Wang has always believed she simply did her duty on race day when she pushed an empty wheelchair toward the blast zone. She has maintained throughout the years that she's satisfied knowing that Bauman is well and going on with his life. She is self-effacing almost to a fault, and resisted the idea of a staged reunion.

Circumstances conspired to create a spontaneous one instead.

As she did in 2013, Wang was working in the "chutes" -- the areas where runners funnel off to either side of Boylston Street after they finish, and where they sometimes stagger with dehydration or exhibit other symptoms that need medical attention.

She had met Arredondo briefly the year after the bombings, and he hailed her from afar on April 18 from the stands where he has become a fixture the past few years.

Wang thought about it and decided she wanted to shake Arredondo's hand and speak to him. About six hours into the race, as the stream of runners began to dwindle, she gradually made her way toward the finish line, only to be stopped because she didn't have the proper security credential.

Boston University head athletic trainer Larry Venis, who coordinates that contingent of the medical response team at the marathon, saw what was happening. He personally escorted her to Arredondo, who greeted Wang warmly, then gestured excitedly toward the middle of the course and told her Bauman was there because his wife was about to finish the marathon.

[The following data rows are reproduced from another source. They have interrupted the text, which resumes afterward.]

use crate::{
    estimate_mtf, estimate_reference_modes, CalibrationError, FitDiagnostics, MtfError, MtfParams,
    Rectification, ReferenceModes,
};
use serde::{Deserialize, Serialize};
use sinemtf_core::JsonIoError;
use std::{fs, path::Path};

#[cfg(feature = "tracing")]
use tracing::instrument;

/// MTF at one chart frequency.
#[derive(Clone, Copy, Debug, PartialEq, Serialize, Deserialize)]
pub struct MtfResult {
    pub lpmm: f64,
    pub mtf: f64,
    /// Pixel pitch the tile was analyzed at, mm.
    pub pixel_pitch_mm: f64,
}

/// Everything measured from one photograph.
#[derive(Clone, Debug, PartialEq, Serialize, Deserialize)]
pub struct MtfReport {
    pub modes: ReferenceModes,
    /// In chart frequency order.
    pub results: Vec<MtfResult>,
    pub diagnostics: FitDiagnostics,
}

impl MtfReport {
    pub fn mtf_at(&self, lpmm: f64) -> Option<f64> {
        self.results.iter().find(|r| r.lpmm == lpmm).map(|r| r.mtf)
    }

    pub fn load_json(path: impl AsRef<Path>) -> Result<Self, JsonIoError> {
        let raw = fs::read_to_string(path)?;
        Ok(serde_json::from_str(&raw)?)
    }

    pub fn write_json(&self, path: impl AsRef<Path>) -> Result<(), JsonIoError> {
        let json = serde_json::to_string_pretty(self)?;
        fs::write(path, json)?;
        Ok(())
    }
}

/// Calibrate on the reference strip, then measure every sine tile.
#[cfg_attr(feature = "tracing", instrument(level = "info", skip_all, fields(tiles = rectification.tiles.len())))]
pub fn estimate_chart_mtf(
    rectification: &Rectification,
    params: &MtfParams,
) -> Result<MtfReport, MtfError> {
    let reference = rectification
        .reference_tile()
        .ok_or(CalibrationError::MissingReference)?;
    let modes = estimate_reference_modes(&reference.image, params)?;

    let results = rectification
        .sine_tiles()
        .map(|(lpmm, tile)| {
            let mtf = estimate_mtf(&tile.image, lpmm, tile.pixel_pitch_mm, &modes, params)?;
            log::info!(lpmm = lpmm; "MTF = {mtf:.4}");
            Ok(MtfResult {
                lpmm,
                mtf,
                pixel_pitch_mm: tile.pixel_pitch_mm,
            })
        })
        .collect::<Result<Vec<_>, MtfError>>()?;

    Ok(MtfReport {
        modes,
        results,
        diagnostics: rectification.diagnostics,
    })
}

#[cfg(test)]
mod tests {
    use super::*;
    use crate::{ExtractedTile, TileKind};
    use sinemtf_core::{AffineMap, FloatImage, Xywhr};
    use std::f64::consts::PI;

    fn diagnostics() -> FitDiagnostics {
        FitDiagnostics {
            rms_residual_px: 0.0,
            max_residual_px: 0.0,
            inliers: 4,
            scale: 1.0,
            rotation_rad: 0.0,
        }
    }

    fn tile(kind: TileKind, image: FloatImage, pixel_pitch_mm: f64) -> ExtractedTile {
        ExtractedTile {
            kind,
            image,
            pixel_pitch_mm,
            region: Xywhr::axis_aligned(0.0, 0.0, 1.0, 1.0),
        }
    }

    /// Tiles sampled at 8 px per period with the given contrast, over a
    /// reference strip with black at 0.2 and white at 0.8.
    fn rectification(contrasts: &[(f64, f64)]) -> Rectification {
        let mut tiles: Vec<_> = contrasts
            .iter()
            .map(|&(lpmm, c)| {
                let img = FloatImage::from_fn(100, 20, |x, _| {
                    (0.5 + 0.3 * c * (2.0 * PI * x as f64 / 8.0).sin()) as f32
                });
                tile(TileKind::Sine { lpmm }, img, 1.0 / (8.0 * lpmm))
            })
            .collect();
        let strip = FloatImage::from_fn(80, 10, |x, _| if x < 40 { 0.2 } else { 0.8 });
        tiles.push(tile(TileKind::Reference, strip, 0.01));
        Rectification {
            tiles,
            captured_to_canonical: AffineMap::identity(),
            diagnostics: diagnostics(),
        }
    }

    #[test]
    fn report_follows_tile_order() {
        let r = rectification(&[(1.0, 1.0), (2.0, 0.5), (4.0, 0.25)]);
        let report = estimate_chart_mtf(&r, &MtfParams::default()).expect("report");
        assert!((report.modes.common - 0.5).abs() < 1e-6);
        assert!((report.modes.differential - 0.3).abs() < 1e-6);
        let got: Vec<_> = report.results.iter().map(|r| r.lpmm).collect();
        assert_eq!(got, vec![1.0, 2.0, 4.0]);
        for (want, r) in [1.0, 0.5, 0.25].iter().zip(&report.results) {
            assert!((r.mtf - want).abs() < 1e-3, "{} lp/mm: {}", r.lpmm, r.mtf);
        }
        assert_eq!(report.mtf_at(2.0), report.results.get(1).map(|r| r.mtf));
        assert_eq!(report.mtf_at(3.0), None);
    }

    #[test]
    fn missing_reference_is_reported() {
        let mut r = rectification(&[(1.0, 1.0)]);
        r.tiles.pop();
        assert_eq!(
            estimate_chart_mtf(&r, &MtfParams::default()),
            Err(MtfError::Calibration(CalibrationError::MissingReference))
        );
    }
}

Wang turned around. A tall man in a Red Sox jersey -- she would later learn he was Kevin Horst, Bauman's former manager at Costco and now a close friend -- wrapped her in a bear hug. Then she saw Bauman and Hurley a few feet away with their arms around each other.

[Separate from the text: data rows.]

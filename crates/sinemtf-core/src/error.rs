/// Failures of the geometric stage: fiducial fitting, map inversion, canvases.
#[derive(thiserror::Error, Debug, Clone, PartialEq)]
pub enum GeometryError {
    #[error("source rectangle is degenerate (zero size or non-finite)")]
    DegenerateRect,
    #[error("corner quadrilateral is degenerate (area {area:.3} px^2)")]
    DegenerateQuad { area: f64 },
    #[error("not enough point correspondences (need >= {needed}, got {got})")]
    NotEnoughPoints { needed: usize, got: usize },
    #[error("affine map is not invertible")]
    NonInvertible,
    #[error("fit residual {rms:.3} px exceeds tolerance {tolerance:.3} px")]
    ResidualTooLarge { rms: f64, tolerance: f64 },
}

/// Invalid chart descriptions, chart specs or tuning parameters.
#[derive(thiserror::Error, Debug, Clone, PartialEq)]
pub enum ConfigurationError {
    #[error("frequency list is empty")]
    EmptyFrequencies,
    #[error("frequency {lpmm} lp/mm must be finite and > 0")]
    InvalidFrequency { lpmm: f64 },
    #[error("dpi {dpi} must be finite and > 0")]
    InvalidDpi { dpi: f64 },
    #[error("{what} must be finite and > 0 (got {value})")]
    InvalidDimension { what: &'static str, value: f64 },
    #[error("fiducial id {id} is not part of the chart description")]
    UnknownFiducial { id: u32 },
    #[error("chart regions `{a}` and `{b}` overlap")]
    OverlappingRegions { a: &'static str, b: &'static str },
    #[error("parameter `{name}` has invalid value {value}")]
    InvalidParameter { name: &'static str, value: f64 },
}

/// Reading or writing one of the JSON documents (descriptions, specs, reports).
#[derive(thiserror::Error, Debug)]
pub enum JsonIoError {
    #[error(transparent)]
    Io(#[from] std::io::Error),
    #[error(transparent)]
    Json(#[from] serde_json::Error),
}
//! Raster tiles: sine patterns, the black/white reference strip.

use sinemtf_core::{GrayImage, MM_PER_INCH};
use std::f64::consts::PI;

/// Sine period in printed pixels; kept fractional.
#[inline]
pub fn period_px(lpmm: f64, dpi: f64) -> f64 {
    dpi / (MM_PER_INCH * lpmm)
}

/// One row of a sine tile, quantized to 8 bits.
///
/// Pixel `c` covers `[c, c+1)` along the tile. With `subpixel_samples > 1`
/// it integrates that many samples at the cell midpoints
/// `(2k+1) / (2 * samples)`, weighted by a Gaussian centred on the pixel
/// (σ = 1/6 px); otherwise it samples the pixel center. The profile is then
/// stretched to the full `0..=255` range.
pub fn sine_profile(lpmm: f64, length_px: usize, dpi: f64, subpixel_samples: usize) -> Vec<u8> {
    let period = period_px(lpmm, dpi);
    let samples = subpixel_samples.max(1);
    let sigma = 0.5 / 3.0;
    let taps: Vec<(f64, f64)> = (0..samples)
        .map(|k| {
            let offset = (2 * k + 1) as f64 / (2 * samples) as f64;
            let z = (offset - 0.5) / sigma;
            (offset, (-0.5 * z * z).exp())
        })
        .collect();
    let weight_sum: f64 = taps.iter().map(|(_, w)| w).sum();

    let raw: Vec<f64> = (0..length_px)
        .map(|c| {
            let acc: f64 = taps
                .iter()
                .map(|&(o, w)| w * (2.0 * PI * (c as f64 + o) / period).sin())
                .sum();
            0.5 + 0.5 * acc / weight_sum
        })
        .collect();

    let lo = raw.iter().copied().fold(f64::INFINITY, f64::min);
    let hi = raw.iter().copied().fold(f64::NEG_INFINITY, f64::max);
    let span = hi - lo;
    raw.iter()
        .map(|&v| {
            let n = if span > 1e-12 { (v - lo) / span } else { 0.5 };
            (n.clamp(0.0, 1.0) * 255.0).round() as u8
        })
        .collect()
}

fn repeat_rows(row: &[u8], height: usize) -> GrayImage {
    let mut data = Vec::with_capacity(row.len() * height);
    for _ in 0..height {
        data.extend_from_slice(row);
    }
    GrayImage {
        width: row.len(),
        height,
        data,
    }
}

/// A `length_px × height_px` tile whose intensity varies sinusoidally along x.
pub fn draw_sine_tile(
    lpmm: f64,
    length_px: usize,
    height_px: usize,
    dpi: f64,
    subpixel_samples: usize,
) -> GrayImage {
    repeat_rows(&sine_profile(lpmm, length_px, dpi, subpixel_samples), height_px)
}

/// Sine tiles stacked top to bottom in frequency order (unrotated).
pub fn draw_sine_block(
    frequencies_lpmm: &[f64],
    length_px: usize,
    tile_height_px: usize,
    dpi: f64,
    subpixel_samples: usize,
) -> GrayImage {
    let mut block = GrayImage::filled(length_px, tile_height_px * frequencies_lpmm.len(), 255);
    for (a, &lpmm) in frequencies_lpmm.iter().enumerate() {
        let tile = draw_sine_tile(lpmm, length_px, tile_height_px, dpi, subpixel_samples);
        block.paste(&tile, 0, a * tile_height_px);
    }
    block
}

/// Black/white reference strip.
///
/// The leftmost `round(width / 4)` columns are 0, the rightmost as many are
/// 255, and the columns between ramp linearly from 0 to 255 inclusive.
pub fn draw_reference_strip(width: usize, height: usize) -> GrayImage {
    let head = (width as f64 / 4.0).round() as usize;
    let ramp = width.saturating_sub(2 * head);
    let mut row = Vec::with_capacity(width);
    row.extend(std::iter::repeat_n(0u8, head.min(width)));
    for i in 0..ramp {
        let t = if ramp > 1 {
            i as f64 / (ramp - 1) as f64
        } else {
            0.0
        };
        row.push((t * 255.0).round() as u8);
    }
    row.extend(std::iter::repeat_n(255u8, width - row.len()));
    repeat_rows(&row, height)
}

/// Rotate by 90° counter-clockwise: row `i` of the result is column
/// `width - 1 - i` of the input.
pub fn rotate_ccw(src: &GrayImage) -> GrayImage {
    let (w, h) = (src.width, src.height);
    let mut out = GrayImage::filled(h, w, 0);
    for i in 0..w {
        for j in 0..h {
            out.set(j, i, src.get(w - 1 - i, j));
        }
    }
    out
}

The moment stunned Wang into temporary stillness. There was so much to take in. Bauman had been at the race three years ago to cheer Hurley on in a race that was cut short. He left Boylston Street with his life visibly draining away and his future a coin flip. Now he was standing before her, and Hurley had finished the race, and Wang was about to understand what completion felt like as well.

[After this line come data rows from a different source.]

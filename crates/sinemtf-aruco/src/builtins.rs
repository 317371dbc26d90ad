//! Built-in dictionaries.

#![allow(clippy::unreadable_literal)]

use crate::Dictionary;
use std::borrow::Cow;

/// ArUco `4X4_100` code table, row-major bits (OpenCV `DICT_4X4_100`).
///
/// `4X4_50` is its first half.
#[rustfmt::skip]
pub const ARUCO_4X4_100_CODES: [u64; 100] = [
    0x4cad, 0x59f0, 0xb4cc, 0x6299, 0x792a, 0xb39e, 0x7479, 0x4f23,
    0x5b7f, 0x6af3, 0x899f, 0xe588, 0xed70, 0xf054, 0x8d24, 0x7c64,
    0xa662, 0x0066, 0x7a36, 0xf56e, 0xd161, 0xd40d, 0xab33, 0x41bb,
    0xe27f, 0x8e29, 0x2735, 0x2aa5, 0xc484, 0xf62c, 0xa822, 0x4dea,
    0xf379, 0xd30f, 0x7510, 0x9490, 0xae18, 0xff20, 0x6fb0, 0x5a38,
    0x18e8, 0x1454, 0x314c, 0x4d1c, 0x1724, 0xd774, 0xfcb4, 0x26d2,
    0x740a, 0xc80a, 0x298a, 0x16aa, 0x82ba, 0xe9fa, 0x8016, 0xe616,
    0x2486, 0x9786, 0x48d6, 0xa7f6, 0xfbe6, 0xd87e, 0x0501, 0x22c1,
    0x45d1, 0x5ec9, 0x3621, 0x54a1, 0x39a1, 0x9139, 0x85f9, 0x3edd,
    0x203d, 0xda6d, 0x13fd, 0xd5ed, 0xf853, 0x4693, 0x1a9b, 0xabcb,
    0x1933, 0x05e3, 0xeca3, 0xba97, 0xa49f, 0xdddf, 0x5477, 0xb2ef,
    0xaeac, 0xb551, 0xe86e, 0xf350, 0xd260, 0x83b4, 0x1b92, 0x2fc2,
    0x6cf2, 0xcbf2, 0x2796, 0xe30e,
];

const ALL_4X4: &[u64] = &ARUCO_4X4_100_CODES;

pub const DICT_4X4_50: Dictionary = Dictionary {
    name: Cow::Borrowed("DICT_4X4_50"),
    marker_size: 4,
    border_bits: 1,
    codes: Cow::Borrowed(ALL_4X4.split_at(50).0),
};

pub const DICT_4X4_100: Dictionary = Dictionary {
    name: Cow::Borrowed("DICT_4X4_100"),
    marker_size: 4,
    border_bits: 1,
    codes: Cow::Borrowed(ALL_4X4),
};

/// Dictionary the command-line tool prints charts with unless told otherwise.
///
/// Charts printed with a `5X5` dictionary (for example `DICT_5X5_100`) need
/// that dictionary supplied as JSON.
pub const DEFAULT_DICTIONARY: &str = "DICT_4X4_50";

/// Look up a built-in dictionary by name, with or without the `DICT_` prefix.
pub fn builtin_dictionary(name: &str) -> Option<Dictionary> {
    match name.trim_start_matches("DICT_") {
        "4X4_50" => Some(DICT_4X4_50),
        "4X4_100" => Some(DICT_4X4_100),
        _ => None,
    }
}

Arredondo called out to Bauman. In footage shot by WBZ-TV, Bauman glances at someone off-camera and then at a different spot, his eyebrows leaping with surprise. He does a double take and steps forward. Then Wang walks into the frame and into his arms.

They held each other and cried in the most public place imaginable, yet it was an intimate encounter. The cameras and commentators and spectators focused on Bauman and Hurley, symbols of perseverance: the man who awoke from surgery and helped identify a bombing suspect, the woman who stayed by his side. It was easy to miss the slight figure in a medical volunteer's jacket with the brim of a ball cap shading half her face. Wang was anonymous again, in plain view.

"Jeff looked at me, and he goes, 'Oh, my God, thank you so much, thank you, Devin,'" she recalled. When she let go of him to wipe away tears, her hands were still sheathed in purple Latex gloves -- the athletic trainer's garb she hadn't had time to peel off.

"I barely saw him the first time I met him," Wang said. "I picked him up on a wheelchair and just ran. So the only image of him I really remember is obviously that photo. I've seen pictures of him since the incident, but obviously to stand next to him, look him in the eyes, I don't know, it's different. It's pretty remarkable. He's come so far."

Bauman and his wife invited her to their post-race dinner. She hesitated. She called her mother, wondering if she would be intruding. Her mother urged her to go, and Wang is very glad she did.

"I feel a little bit more at ease, I guess," she said. "Having just met them and walked away from them, I think that would have been hard. Now I have a relationship with them."

And then Wang said what she has probably known all along, what she has come to terms with and finally embraced:

"I mean, we are gonna be connected for the rest of our lives."